The first whistleblower, John Barnett, did his whistleblowing back in 2017. The legal proceedings he was in before he died were related to a defamation case against Boeing, who "he claimed deliberately hurt his career and reputation because of allegations he’d made of grave safety breaches on the aircraft company’s production line."
He was suffering from PTSD and Anxiety Attacks from the length of the case, which shows the unjust levels of stress you get form being a whistleblower, but which also are not surprising comorbidities from suicide. Add to the fact that his wife had died a little over a year before, and it's a lot less suspicious that he would kill himself.
He did not tell his family "If I die, it wasn't suicide". The alleged witness was a friend of his mom who claimed he said it. That's not something we should treat as solid evidence.
The second whistleblower, Joshua Dean, got the Flu, then pneumonia from the Flu, then got MRSA in the hospital. These are very common diseases that also have C-grade death rates: Only ~30% of patients die of it, so it hardly makes sense as an assassination weapon.
Boeing has 32 whistleblower complaints, which is shocking but if they're going around killing whistleblowers they sure seem to be behind the fucking curve on it.
In both cases these deaths came long after the initial complaints, such that killing them doesn't get rid of the complaints, and given the 32 other cases it sure doesn't seem like they're trying to scare off new ones.

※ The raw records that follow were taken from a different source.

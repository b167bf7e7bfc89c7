//! Metrics definitions for the gateway.

use shared::metrics_defs::{MetricDef, MetricType};

pub const CACHE_HIT: MetricDef = MetricDef {
    name: "cache.hit",
    metric_type: MetricType::Counter,
    description: "Lookups answered from a fresh cache entry. Tagged with domain.",
};

pub const CACHE_MISS: MetricDef = MetricDef {
    name: "cache.miss",
    metric_type: MetricType::Counter,
    description: "Lookups with no entry or only a stale one. Tagged with domain.",
};

pub const CACHE_READ_ERROR: MetricDef = MetricDef {
    name: "cache.read_error",
    metric_type: MetricType::Counter,
    description: "Cache reads that failed and were treated as a miss",
};

pub const CACHE_WRITE_ERROR: MetricDef = MetricDef {
    name: "cache.write_error",
    metric_type: MetricType::Counter,
    description: "Cache writes that failed after a successful upstream fetch",
};

pub const COALESCE_STARTED: MetricDef = MetricDef {
    name: "coalesce.started",
    metric_type: MetricType::Counter,
    description: "Lookups that started a new shared fetch",
};

pub const COALESCE_JOINED: MetricDef = MetricDef {
    name: "coalesce.joined",
    metric_type: MetricType::Counter,
    description: "Lookups that joined a fetch already in flight",
};

pub const COALESCE_INFLIGHT: MetricDef = MetricDef {
    name: "coalesce.inflight",
    metric_type: MetricType::Gauge,
    description: "Number of shared fetches currently in flight",
};

pub const UPSTREAM_ATTEMPT: MetricDef = MetricDef {
    name: "upstream.attempt",
    metric_type: MetricType::Counter,
    description: "Upstream HTTP attempts, including retries. Tagged with domain.",
};

pub const UPSTREAM_FAILURE: MetricDef = MetricDef {
    name: "upstream.failure",
    metric_type: MetricType::Counter,
    description: "Failed upstream attempts. Tagged with domain and reason.",
};

pub const GATEWAY_DEGRADED: MetricDef = MetricDef {
    name: "gateway.degraded",
    metric_type: MetricType::Counter,
    description: "Fetches that exhausted their retries and returned a degraded result",
};

pub const GATEWAY_DURATION: MetricDef = MetricDef {
    name: "gateway.duration",
    metric_type: MetricType::Histogram,
    description: "Lookup duration in seconds. Tagged with domain and outcome.",
};

pub const ALL_METRICS: &[MetricDef] = &[
    CACHE_HIT,
    CACHE_MISS,
    CACHE_READ_ERROR,
    CACHE_WRITE_ERROR,
    COALESCE_STARTED,
    COALESCE_JOINED,
    COALESCE_INFLIGHT,
    UPSTREAM_ATTEMPT,
    UPSTREAM_FAILURE,
    GATEWAY_DEGRADED,
    GATEWAY_DURATION,
];
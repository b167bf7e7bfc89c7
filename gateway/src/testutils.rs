use crate::cache_store::{CacheEntry, CacheStore, InMemoryCacheStore};
use crate::config::GatewayConfig;
use crate::errors::{CacheError, UpstreamError};
use crate::types::{
    DedupKey, Domain, NormalizedRecord, RecordSource, Scalar, VehicleIdentity, VehicleQuery,
};
use crate::upstream::{Transport, TransportResponse};
use async_trait::async_trait;
use bytes::Bytes;
use parking_lot::Mutex;
use std::collections::{BTreeMap, VecDeque};
use std::io;
use std::sync::atomic::{AtomicUsize, Ordering};
use std::time::{Duration, SystemTime};
use tokio::time::Instant;
use url::Url;

pub const RECALLS_BODY: &str = r#"{
    "Count": 2,
    "Message": "Results returned successfully",
    "results": [
        {
            "Manufacturer": "Ford Motor Company",
            "NHTSACampaignNumber": "21V708000",
            "parkIt": false,
            "parkOutSide": false,
            "overTheAirUpdate": false,
            "ReportReceivedDate": "15/09/2021",
            "Component": "ELECTRICAL SYSTEM",
            "Summary": "The rear view camera image may not display.",
            "Consequence": "A rear view camera that does not display increases the risk of a crash.",
            "Remedy": "Dealers will update the software, free of charge."
        },
        {
            "Manufacturer": "Ford Motor Company",
            "NHTSACampaignNumber": "22V123000",
            "parkIt": true,
            "ReportReceivedDate": "02/03/2022",
            "Component": "FUEL SYSTEM, GASOLINE",
            "Summary": "A fuel injector may crack."
        }
    ]
}"#;

pub const INVESTIGATIONS_BODY: &str = r#"{
    "results": [
        {
            "investigationNumber": "PE23004",
            "investigationType": "Preliminary Evaluation",
            "subject": "Unexpected automatic emergency braking",
            "description": "Reports of braking with no obstruction in the path.",
            "openDate": "2023-05-10",
            "status": "Open",
            "components": "FORWARD COLLISION AVOIDANCE"
        }
    ]
}"#;

pub const TEST_VIN: &str = "1FTEW1CP7MKD73632";

pub fn vin_identity() -> VehicleIdentity {
    VehicleIdentity::Vin(TEST_VIN.into())
}

pub fn ymm_identity() -> VehicleIdentity {
    VehicleIdentity::YearMakeModel {
        year: 2023,
        make: "Toyota".into(),
        model: "Camry".into(),
    }
}

pub fn camry_query() -> VehicleQuery {
    VehicleQuery::by_model(2023, "Toyota", "Camry")
}

pub fn recall_record(key: &DedupKey, id: &str, fetched_at: SystemTime) -> NormalizedRecord {
    NormalizedRecord {
        id: id.to_string(),
        domain: Domain::Recalls,
        dedup_key: key.clone(),
        vehicle_identity: vin_identity(),
        fields: BTreeMap::from([("component".to_string(), Scalar::from("BRAKES"))]),
        source: RecordSource::Upstream,
        fetched_at,
    }
}

pub fn test_config() -> GatewayConfig {
    let yaml = r#"
domains:
    recalls: {base_url: "http://upstream.test/recalls"}
    complaints: {base_url: "http://upstream.test/complaints"}
    investigations: {base_url: "http://upstream.test/investigations"}
"#;
    serde_yaml::from_str(yaml).unwrap()
}

#[derive(Clone, Debug)]
pub enum FakeResponse {
    /// 200 with the given body
    Ok(&'static str),
    Status(u16),
    /// Never answers
    Hang,
    /// Connection level failure
    Error,
}

/// Transport answering from a script, then from a fallback response. Records
/// every call.
pub struct FakeTransport {
    script: Mutex<VecDeque<FakeResponse>>,
    fallback: FakeResponse,
    delay: Duration,
    calls: AtomicUsize,
    call_times: Mutex<Vec<Instant>>,
    urls: Mutex<Vec<Url>>,
}

impl FakeTransport {
    pub fn always(response: FakeResponse) -> Self {
        Self::scripted(Vec::new(), response)
    }

    pub fn scripted(script: Vec<FakeResponse>, fallback: FakeResponse) -> Self {
        FakeTransport {
            script: Mutex::new(script.into()),
            fallback,
            delay: Duration::ZERO,
            calls: AtomicUsize::new(0),
            call_times: Mutex::new(Vec::new()),
            urls: Mutex::new(Vec::new()),
        }
    }

    /// Every response is delayed, which keeps fetches in flight long enough
    /// for concurrent callers to pile up.
    pub fn with_delay(mut self, delay: Duration) -> Self {
        self.delay = delay;
        self
    }

    pub fn calls(&self) -> usize {
        self.calls.load(Ordering::SeqCst)
    }

    pub fn call_times(&self) -> Vec<Instant> {
        self.call_times.lock().clone()
    }

    pub fn urls(&self) -> Vec<Url> {
        self.urls.lock().clone()
    }
}

#[async_trait]
impl Transport for FakeTransport {
    async fn get(&self, url: Url) -> Result<TransportResponse, UpstreamError> {
        self.calls.fetch_add(1, Ordering::SeqCst);
        self.call_times.lock().push(Instant::now());
        self.urls.lock().push(url);
        let response = self
            .script
            .lock()
            .pop_front()
            .unwrap_or_else(|| self.fallback.clone());

        if !self.delay.is_zero() {
            tokio::time::sleep(self.delay).await;
        }

        match response {
            FakeResponse::Ok(body) => Ok(TransportResponse {
                status: 200,
                body: Bytes::from_static(body.as_bytes()),
            }),
            FakeResponse::Status(status) => Ok(TransportResponse {
                status,
                body: Bytes::new(),
            }),
            FakeResponse::Hang => {
                tokio::time::sleep(Duration::from_secs(3600)).await;
                Err(UpstreamError::Transport("hung".into()))
            }
            FakeResponse::Error => Err(UpstreamError::Transport("connection refused".into())),
        }
    }
}

/// In-memory store whose reads or writes can be made to fail.
pub struct FailingCacheStore {
    inner: InMemoryCacheStore,
    fail_reads: bool,
    fail_writes: bool,
}

impl FailingCacheStore {
    pub fn new(fail_reads: bool, fail_writes: bool) -> Self {
        FailingCacheStore {
            inner: InMemoryCacheStore::new(100),
            fail_reads,
            fail_writes,
        }
    }
}

#[async_trait]
impl CacheStore for FailingCacheStore {
    async fn get(&self, domain: Domain, key: &DedupKey) -> Result<Option<CacheEntry>, CacheError> {
        if self.fail_reads {
            return Err(CacheError::Read(io::Error::other("disk on fire")));
        }
        self.inner.get(domain, key).await
    }

    async fn put(&self, entry: &CacheEntry) -> Result<(), CacheError> {
        if self.fail_writes {
            return Err(CacheError::Write(io::Error::other("disk full")));
        }
        self.inner.put(entry).await
    }
}
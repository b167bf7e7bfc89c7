//! Maps each domain's upstream schema onto [`NormalizedRecord`].
//!
//! Upstream bodies are parsed into a tagged union of per-domain payload types.
//! Every payload type implements [`Normalizer`]; [`RawPayload`] dispatches on
//! the domain tag. Normalizing is pure: no I/O, and `fetched_at` is supplied
//! by the caller.

mod complaints;
mod investigations;
mod recalls;

pub use complaints::{ComplaintItem, ComplaintsPayload};
pub use investigations::{InvestigationItem, InvestigationsPayload};
pub use recalls::{RecallItem, RecallsPayload};

use crate::types::{DedupKey, Domain, NormalizedRecord, RecordSource, Scalar, VehicleIdentity};
use serde::de::DeserializeOwned;
use serde::{Deserialize, Deserializer};
use serde_json::Value;
use std::collections::BTreeMap;
use std::time::SystemTime;

/// What every record produced by one fetch carries.
#[derive(Clone, Copy, Debug)]
pub struct RecordContext<'a> {
    pub dedup_key: &'a DedupKey,
    pub identity: &'a VehicleIdentity,
    pub fetched_at: SystemTime,
}

pub trait Normalizer {
    fn normalize(&self, ctx: &RecordContext<'_>) -> Vec<NormalizedRecord>;
}

#[derive(Clone, Debug, PartialEq)]
pub enum RawPayload {
    Recalls(RecallsPayload),
    Complaints(ComplaintsPayload),
    Investigations(InvestigationsPayload),
}

impl RawPayload {
    /// Parses an upstream body with the schema of `domain`. Bodies that are not
    /// JSON or lack the `results` array are rejected.
    pub fn parse(domain: Domain, body: &[u8]) -> Result<Self, serde_json::Error> {
        Ok(match domain {
            Domain::Recalls => RawPayload::Recalls(serde_json::from_slice(body)?),
            Domain::Complaints => RawPayload::Complaints(serde_json::from_slice(body)?),
            Domain::Investigations => RawPayload::Investigations(serde_json::from_slice(body)?),
        })
    }

    pub fn domain(&self) -> Domain {
        match self {
            RawPayload::Recalls(_) => Domain::Recalls,
            RawPayload::Complaints(_) => Domain::Complaints,
            RawPayload::Investigations(_) => Domain::Investigations,
        }
    }
}

impl Normalizer for RawPayload {
    fn normalize(&self, ctx: &RecordContext<'_>) -> Vec<NormalizedRecord> {
        match self {
            RawPayload::Recalls(payload) => payload.normalize(ctx),
            RawPayload::Complaints(payload) => payload.normalize(ctx),
            RawPayload::Investigations(payload) => payload.normalize(ctx),
        }
    }
}

/// Builds the envelope shared by all domains. Items without a usable natural
/// id are keyed by their position under the dedup key.
fn build_record(
    domain: Domain,
    ctx: &RecordContext<'_>,
    natural_id: Option<String>,
    index: usize,
    fields: BTreeMap<String, Scalar>,
) -> NormalizedRecord {
    let id = natural_id
        .map(|id| id.trim().to_string())
        .filter(|id| !id.is_empty())
        .unwrap_or_else(|| format!("{}#{index}", ctx.dedup_key));

    NormalizedRecord {
        id,
        domain,
        dedup_key: ctx.dedup_key.clone(),
        vehicle_identity: ctx.identity.clone(),
        fields,
        source: RecordSource::Upstream,
        fetched_at: ctx.fetched_at,
    }
}

fn field(name: &str, value: impl Into<Scalar>) -> (String, Scalar) {
    (name.to_string(), value.into())
}

/// A field of the wrong type becomes `None` instead of failing the payload.
fn lenient<'de, D, T>(deserializer: D) -> Result<Option<T>, D::Error>
where
    D: Deserializer<'de>,
    T: DeserializeOwned,
{
    let value = Value::deserialize(deserializer)?;
    Ok(T::deserialize(value).ok())
}

/// Integer field that may also arrive as a numeric string.
fn lenient_int<'de, D>(deserializer: D) -> Result<Option<i64>, D::Error>
where
    D: Deserializer<'de>,
{
    Ok(match Value::deserialize(deserializer)? {
        Value::Number(n) => n.as_i64(),
        Value::String(s) => s.trim().parse().ok(),
        _ => None,
    })
}

/// `results` must be an array. Entries that are not objects are skipped.
fn lenient_items<'de, D, T>(deserializer: D) -> Result<Vec<T>, D::Error>
where
    D: Deserializer<'de>,
    T: DeserializeOwned,
{
    let items = Vec::<Value>::deserialize(deserializer)?;
    Ok(items
        .into_iter()
        .filter(Value::is_object)
        .filter_map(|item| T::deserialize(item).ok())
        .collect())
}
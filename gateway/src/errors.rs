use std::time::Duration;
use thiserror::Error;

/// Bad caller input. Raised before the cache or the registry is touched.
#[derive(Error, Debug, PartialEq)]
pub enum ValidationError {
    #[error("either a VIN or year, make and model are required")]
    MissingIdentity,

    #[error("invalid VIN: {0}")]
    InvalidVin(String),

    #[error("model year out of range: {0}")]
    InvalidYear(u16),

    #[error("{0} must not be blank")]
    Blank(&'static str),

    #[error("unknown domain: {0}")]
    UnknownDomain(String),
}

/// Failure talking to an upstream data source. Every variant except
/// `RetriesExhausted` describes a single attempt.
#[derive(Error, Debug)]
pub enum UpstreamError {
    #[error("upstream attempt timed out after {0:?}")]
    Timeout(Duration),

    #[error("upstream returned status {0}")]
    Status(u16),

    #[error("malformed upstream payload: {0}")]
    Malformed(String),

    #[error("upstream transport error: {0}")]
    Transport(String),

    #[error("upstream unavailable after {attempts} attempts")]
    RetriesExhausted {
        attempts: u32,
        #[source]
        last: Box<UpstreamError>,
    },
}

#[derive(Error, Debug)]
pub enum CacheError {
    #[error("cache read failed: {0}")]
    Read(#[source] std::io::Error),

    #[error("cache write failed: {0}")]
    Write(#[source] std::io::Error),

    #[error("cache entry could not be decoded: {0}")]
    Decode(#[source] serde_json::Error),

    #[error("cache entry could not be encoded: {0}")]
    Encode(#[source] serde_json::Error),
}

#[derive(Error, Debug, Clone, PartialEq)]
pub enum CoalesceError {
    #[error("the shared fetch was cancelled before it settled")]
    Cancelled,
}

/// The only failures the gateway surfaces to its callers. Upstream and cache
/// failures are absorbed into a degraded or uncached result instead.
#[derive(Error, Debug, PartialEq)]
pub enum GatewayError {
    #[error("invalid request: {0}")]
    Validation(#[from] ValidationError),

    #[error("fetch cancelled: {0}")]
    Cancelled(#[from] CoalesceError),
}
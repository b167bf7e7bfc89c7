use gateway::GatewayConfig;
use gateway::config::ConfigError;
use serde::Deserialize;
use std::fs::File;
use std::path::Path;

#[derive(Clone, Debug, Deserialize, PartialEq)]
pub struct MetricsConfig {
    pub statsd_host: String,
    pub statsd_port: u16,
}

#[derive(Clone, Debug, Deserialize, PartialEq)]
pub struct LoggingConfig {
    pub sentry_dsn: String,
}

#[derive(Clone, Debug, Default, Deserialize, PartialEq)]
pub struct CommonConfig {
    pub metrics: Option<MetricsConfig>,
    pub logging: Option<LoggingConfig>,
}

#[derive(Clone, Debug, Deserialize, PartialEq)]
pub struct Config {
    #[serde(flatten)]
    pub common: CommonConfig,
    pub gateway: GatewayConfig,
}

impl Config {
    pub fn from_file(path: &Path) -> Result<Self, ConfigError> {
        let file = File::open(path)?;
        let config: Config = serde_yaml::from_reader(file)?;
        config.gateway.validate()?;
        Ok(config)
    }

    /// Gateway settings from the environment. Metrics and Sentry are only
    /// available through a config file.
    pub fn from_env() -> Result<Self, ConfigError> {
        Ok(Config {
            common: CommonConfig::default(),
            gateway: GatewayConfig::from_env()?,
        })
    }
}
//! Common types for metrics definitions.

#[derive(Debug, Clone, Copy, PartialEq, Eq)]
pub enum MetricType {
    Counter,
    Gauge,
    Histogram,
}

impl MetricType {
    pub const fn as_str(&self) -> &'static str {
        match self {
            MetricType::Counter => "Counter",
            MetricType::Gauge => "Gauge",
            MetricType::Histogram => "Histogram",
        }
    }
}

#[derive(Debug, Clone, Copy)]
pub struct MetricDef {
    pub name: &'static str,
    pub metric_type: MetricType,
    pub description: &'static str,
}

/// Registers the description of every metric with the installed recorder.
/// Must be called after the recorder is installed, otherwise the descriptions are dropped.
pub fn describe_all(defs: &[MetricDef]) {
    for def in defs {
        match def.metric_type {
            MetricType::Counter => metrics::describe_counter!(def.name, def.description),
            MetricType::Gauge => metrics::describe_gauge!(def.name, def.description),
            MetricType::Histogram => metrics::describe_histogram!(def.name, def.description),
        }
    }
}

#[macro_export]
macro_rules! counter {
    ($def:expr) => {
        metrics::counter!($def.name)
    };
    ($def:expr, $($labels:tt)+) => {
        metrics::counter!($def.name, $($labels)+)
    };
}

#[macro_export]
macro_rules! gauge {
    ($def:expr) => {
        metrics::gauge!($def.name)
    };
    ($def:expr, $($labels:tt)+) => {
        metrics::gauge!($def.name, $($labels)+)
    };
}

#[macro_export]
macro_rules! histogram {
    ($def:expr) => {
        metrics::histogram!($def.name)
    };
    ($def:expr, $($labels:tt)+) => {
        metrics::histogram!($def.name, $($labels)+)
    };
}
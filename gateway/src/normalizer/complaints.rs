use super::{Normalizer, RecordContext, build_record, field, lenient, lenient_int, lenient_items};
use crate::types::{Domain, NormalizedRecord};
use serde::Deserialize;
use std::collections::BTreeMap;

#[derive(Clone, Debug, Default, PartialEq, Deserialize)]
pub struct ComplaintsPayload {
    #[serde(default, deserialize_with = "lenient")]
    pub count: Option<u64>,
    #[serde(deserialize_with = "lenient_items")]
    pub results: Vec<ComplaintItem>,
}

#[derive(Clone, Debug, Default, PartialEq, Deserialize)]
#[serde(default, rename_all = "camelCase")]
pub struct ComplaintItem {
    #[serde(deserialize_with = "lenient_int")]
    pub odi_number: Option<i64>,
    #[serde(deserialize_with = "lenient")]
    pub manufacturer: Option<String>,
    #[serde(deserialize_with = "lenient")]
    pub crash: Option<bool>,
    #[serde(deserialize_with = "lenient")]
    pub fire: Option<bool>,
    #[serde(deserialize_with = "lenient_int")]
    pub number_of_injuries: Option<i64>,
    #[serde(deserialize_with = "lenient_int")]
    pub number_of_deaths: Option<i64>,
    #[serde(deserialize_with = "lenient")]
    pub date_of_incident: Option<String>,
    #[serde(deserialize_with = "lenient")]
    pub date_complaint_filed: Option<String>,
    #[serde(deserialize_with = "lenient")]
    pub components: Option<String>,
    #[serde(deserialize_with = "lenient")]
    pub summary: Option<String>,
}

impl Normalizer for ComplaintsPayload {
    fn normalize(&self, ctx: &RecordContext<'_>) -> Vec<NormalizedRecord> {
        self.results
            .iter()
            .enumerate()
            .map(|(index, item)| {
                let fields = BTreeMap::from([
                    field("odi_number", item.odi_number),
                    field("manufacturer", item.manufacturer.clone()),
                    field("crash", item.crash),
                    field("fire", item.fire),
                    field("injuries", item.number_of_injuries),
                    field("deaths", item.number_of_deaths),
                    field("date_of_incident", item.date_of_incident.clone()),
                    field("date_filed", item.date_complaint_filed.clone()),
                    field("components", item.components.clone()),
                    field("summary", item.summary.clone()),
                ]);
                build_record(
                    Domain::Complaints,
                    ctx,
                    item.odi_number.map(|n| n.to_string()),
                    index,
                    fields,
                )
            })
            .collect()
    }
}
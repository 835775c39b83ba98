use crate::models::{Order, OrderStatus, Tender};
use pizza_core::Money;
use uuid::Uuid;

/// Keeps the orders served during one counter session
pub struct OrderManager {
    orders: Vec<Order>,
}

impl OrderManager {
    pub fn new() -> Self {
        Self { orders: Vec::new() }
    }

    /// Record a new order, returning its id
    pub fn place(&mut self, order: Order) -> Uuid {
        let id = order.id;
        tracing::info!(order_id = %id, total = %order.total, "order placed");
        self.orders.push(order);
        id
    }

    pub fn get_order(&self, order_id: &Uuid) -> Option<&Order> {
        self.orders.iter().find(|o| o.id == *order_id)
    }

    /// Transition: Proposed → Paid
    pub fn mark_paid(&mut self, order_id: &Uuid, tender: Tender) -> Result<(), OrderError> {
        let order = self.get_order_mut(order_id)?;

        if order.status != OrderStatus::Proposed {
            return Err(OrderError::InvalidTransition {
                from: format!("{:?}", order.status),
                to: "PAID".to_string(),
            });
        }

        order.tender = Some(tender);
        order.update_status(OrderStatus::Paid);
        tracing::info!(order_id = %order_id, ?tender, "order paid");
        Ok(())
    }

    pub fn orders(&self) -> &[Order] {
        &self.orders
    }

    pub fn paid_count(&self) -> usize {
        self.orders.iter().filter(|o| o.is_paid()).count()
    }

    /// Sum of all paid orders
    pub fn revenue(&self) -> Money {
        self.orders
            .iter()
            .filter(|o| o.is_paid())
            .map(|o| o.total)
            .sum()
    }

    fn get_order_mut(&mut self, order_id: &Uuid) -> Result<&mut Order, OrderError> {
        self.orders
            .iter_mut()
            .find(|o| o.id == *order_id)
            .ok_or_else(|| OrderError::NotFound(order_id.to_string()))
    }
}

impl Default for OrderManager {
    fn default() -> Self {
        Self::new()
    }
}

#[derive(Debug, thiserror::Error)]
pub enum OrderError {
    #[error("Order not found: {0}")]
    NotFound(String),

    #[error("Invalid state transition from {from} to {to}")]
    InvalidTransition {
        from: String,
        to: String,
    },
}

#[cfg(test)]
mod tests {
    use super::*;
    use pizza_catalog::{MargheritaPizza, PepperoniPizza};
    use pizza_core::PaymentMethod;

    #[test]
    fn test_order_lifecycle() {
        let mut manager = OrderManager::new();

        let order_id = manager.place(Order::new(&MargheritaPizza));
        assert_eq!(manager.get_order(&order_id).unwrap().status, OrderStatus::Proposed);

        manager
            .mark_paid(&order_id, Tender::Dispatched(PaymentMethod::PayPal))
            .unwrap();

        let order = manager.get_order(&order_id).unwrap();
        assert_eq!(order.status, OrderStatus::Paid);
        assert_eq!(order.tender, Some(Tender::Dispatched(PaymentMethod::PayPal)));
    }

    #[test]
    fn test_cannot_pay_twice() {
        let mut manager = OrderManager::new();
        let order_id = manager.place(Order::new(&PepperoniPizza));

        manager.mark_paid(&order_id, Tender::CashFallback).unwrap();
        let result = manager.mark_paid(&order_id, Tender::CashFallback);

        assert!(matches!(result, Err(OrderError::InvalidTransition { .. })));
    }

    #[test]
    fn test_unknown_order() {
        let mut manager = OrderManager::new();
        let result = manager.mark_paid(&Uuid::new_v4(), Tender::CashFallback);
        assert!(matches!(result, Err(OrderError::NotFound(_))));
    }

    #[test]
    fn test_revenue_counts_paid_orders_only() {
        let mut manager = OrderManager::new();
        let paid = manager.place(Order::new(&MargheritaPizza));
        manager.place(Order::new(&PepperoniPizza));
        manager.mark_paid(&paid, Tender::CashFallback).unwrap();

        assert_eq!(manager.orders().len(), 2);
        assert_eq!(manager.paid_count(), 1);
        assert_eq!(manager.revenue(), Money::from_cents(500));
    }
}
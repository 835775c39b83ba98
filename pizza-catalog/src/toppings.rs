use pizza_core::Money;
use serde::{Deserialize, Serialize};
use std::fmt;

use crate::inventory::StockLedger;
use crate::product::Pizza;

#[derive(Debug, Clone, Copy, Serialize, Deserialize, PartialEq, Eq, Hash)]
#[serde(rename_all = "SCREAMING_SNAKE_CASE")]
pub enum Topping {
    Cheese,
    Olives,
    Mushrooms,
}

impl Topping {
    pub const ALL: [Topping; 3] = [Topping::Cheese, Topping::Olives, Topping::Mushrooms];

    /// Ledger key, also the suffix appended to the description
    pub fn stock_item(&self) -> &'static str {
        match self {
            Topping::Cheese => "Cheese",
            Topping::Olives => "Olives",
            Topping::Mushrooms => "Mushrooms",
        }
    }

    pub fn price(&self) -> Money {
        match self {
            Topping::Cheese => Money::from_cents(100),
            Topping::Olives => Money::from_cents(50),
            Topping::Mushrooms => Money::from_cents(70),
        }
    }
}

impl fmt::Display for Topping {
    fn fmt(&self, f: &mut fmt::Formatter<'_>) -> fmt::Result {
        f.write_str(self.stock_item())
    }
}

/// One topping layer around an inner pizza.
///
/// A layer is either active (adds its suffix and price) or a pass-through
/// that reports the inner pizza unchanged. Building a layer never touches
/// stock; use [`apply_topping`] to consult the ledger first.
#[derive(Debug)]
pub struct ToppingDecorator {
    inner: Box<dyn Pizza>,
    topping: Topping,
    applied: bool,
}

impl ToppingDecorator {
    pub fn active(inner: Box<dyn Pizza>, topping: Topping) -> Self {
        Self {
            inner,
            topping,
            applied: true,
        }
    }

    pub fn pass_through(inner: Box<dyn Pizza>, topping: Topping) -> Self {
        Self {
            inner,
            topping,
            applied: false,
        }
    }

    pub fn is_applied(&self) -> bool {
        self.applied
    }
}

impl Pizza for ToppingDecorator {
    fn description(&self) -> String {
        let inner = self.inner.description();
        if self.applied {
            format!("{inner} + {}", self.topping)
        } else {
            inner
        }
    }

    fn cost(&self) -> Money {
        if self.applied {
            self.inner.cost() + self.topping.price()
        } else {
            self.inner.cost()
        }
    }
}

/// Take one unit of `topping` and wrap `pizza` in an active layer, or wrap
/// it in a pass-through layer when the topping has run out.
pub fn apply_topping(pizza: Box<dyn Pizza>, topping: Topping, ledger: &StockLedger) -> ToppingDecorator {
    if ledger.check_and_decrement(topping.stock_item()) {
        tracing::info!(%topping, "topping added");
        ToppingDecorator::active(pizza, topping)
    } else {
        tracing::warn!(%topping, "topping out of stock, passing through");
        ToppingDecorator::pass_through(pizza, topping)
    }
}
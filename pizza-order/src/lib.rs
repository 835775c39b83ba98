pub mod models;
pub mod manager;
pub mod orchestrator;

pub use models::{Order, OrderStatus, Tender};
pub use manager::{OrderError, OrderManager};
pub use orchestrator::{CreditCardAdapter, PayPalAdapter, PaymentOrchestrator, PaymentReceipt};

And beyond that, killing off whistleblowers is a strategy that only makes sense if you think of Boeing as a single organism and not an abstraction made of thousands of people. Yes, it's theoretically better for Boeing's bottom line if whistleblowers die, but the executives responsible for the fuck-ups these whistleblowers are pointing out? Won't go to jail for them. They will go to jail if they're caught hiring an assassin, something they would have zero practice doing and would be highly likely to fuck up like they did the company if they tried, and that risk isn't worth a little extra bonus on your stock options or whatever.
I really do not want this "Boeing killed the whistleblowers OMG" shit to stick around because it's blatantly unsupported and it will scare off future whistleblowers if this becomes common bullshit wisdom.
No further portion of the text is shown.